The impediment is not that Adegbile represented Mumia Abu-Jamal, who was convicted of murdering a policeman in cold blood (thus becoming a hero to MOVE, a racist, anarchist organization), as a lawyer. Everybody has a right to counsel in this country.

Mr. Adegbile’s advocacy of Mumia was different from providing representation, however. As Senator Pat Toomey, Pennsylvania’s Republican senator, explained in a co-authored article in the Wall Street Journal:

Under Mr. Adegbile's leadership and through rallies, protests and a media campaign, the [NAACP’s] Legal Defense Fund actively fanned the racial firestorm. In a news release issued when it took over as Abu-Jamal's counsel, the Legal Defense Fund proclaimed that Abu-Jamal was "a symbol of the racial injustices of the death penalty."

At a 2011 rally for Abu-Jamal, Mr. Adegbile's co-counsel on the case stated that "there is no question in the mind of anyone at the Legal Defense Fund" that [Abu-Jamal's conviction] "has everything to do with race and that is why the Legal Defense Fund is in the case."

(Mumia’s death sentence was voided because of a technicality, and he remains in prison.)

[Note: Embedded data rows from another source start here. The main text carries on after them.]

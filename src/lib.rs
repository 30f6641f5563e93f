//! Deterministic tabu search for balancing weighted tasks across identical
//! processors.
//!
//! Given `P` processors and a list of positive task weights, the search
//! looks for an assignment whose per-processor loads are as close as
//! possible to the mean load. The pieces, leaf-first:
//!
//! - [`state`]: task-to-processor assignments in canonical (sorted) form.
//! - [`neighbor`]: the single-task-move neighborhood, enumerated as
//!   [`Move`] deltas in a fixed order.
//! - [`fitness`]: summed absolute deviation from the mean load.
//! - [`tabu`]: the tabu list, configuration, and search loop.
//! - [`instance`]: seeded random task lists for experiments.
//!
//! # Example
//!
//! ```
//! use u_balance::{fitness, format_result, initial_state, tabu_search};
//!
//! let tasks = [6, 4, 5, 6, 7, 8, 5, 6, 7, 9, 12, 5, 9, 34, 11, 2, 3, 4, 6, 21];
//! let best = tabu_search(4, &tasks, 100, 100).unwrap();
//! assert!(fitness(&best) < fitness(&initial_state(4, &tasks).unwrap()));
//! println!("{}", format_result(&best));
//! ```

pub mod error;
pub mod fitness;
pub mod instance;
pub mod neighbor;
pub mod state;
pub mod tabu;

pub use error::{BalanceError, Result};
pub use fitness::{fitness, LoadProfile};
pub use neighbor::{moves, neighbor_count, neighbors, Move};
pub use state::{format_result, initial_state, State};
pub use tabu::{tabu_search, TabuConfig, TabuResult, TabuRunner};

But Mumia isn’t the only felon for whom Mr. Adegbile advocates. His larger advocacy for felon power could have an enormous effect on employers who don’t want to hire those with prison records. Byron York writes:

[O]ne objection to the nomination has received little public notice, and it involves a quiet but growing controversy over the issue of criminal background checks.

It's not unusual for businesses to conduct a check before hiring new employees. If the check uncovers that the applicant has, say, a felony conviction in his past — well, that can put a quick end to the application process.

But Obama's Equal Employment Opportunity Commission has ruled that the use of background checks in hiring is racially discriminatory. In 2012, the EEOC issued "guidance" to the nation's businesses, citing statistics showing blacks and Hispanics are convicted of crimes at significantly higher rates than whites.

Therefore, the EEOC ruled, excluding job applicants based on their criminal records would have "a disparate impact based on race and national origin."

The EEOC did not say past felonies could never be considered in job applications. But the guidance made clear that an employer who chooses not to hire a felon could have to present a detailed defense to the EEOC.

At the moment, EEOC "guidance" does not have the force of law, no matter the threats from top EEOC officials. That's where Debo Adegbile comes in. When he was with the NAACP, Adegbile praised the commission's guidelines. Now, if he becomes the assistant attorney general for civil rights, he will have the power to pursue the same or similar policies.

If you’re one of those benighted employers who regards a criminal record as a sign that one has committed a serious infraction, you may be out of luck if Mr. Adegbile is confirmed to head up the civil-rights division of the Justice Department.  

Adegbile’s contention convicts are in prison because of society’s faults is a radical notion that should be rejected. They are sent to prison not because society has done something wrong but that they have done something wrong. If their transgression is serious enough to merit a conviction, then an employer has every right to take it into consideration.

Maureen Faulkner, the widow of Daniel Faulkner, the police officer killed in 1981 by Mumia, has spoken out against confirming Adegbile. The nomination is also opposed by the Fraternal Order of Police, but is supported by a letter fom the AFL-CIO, the National Center for Transgender Equality to the National Bar Association, and 73 other organizations.

Human Resources departments in businesses might have wanted to weigh in if Mr. Adegbile's advocacy of felon power had received more attention.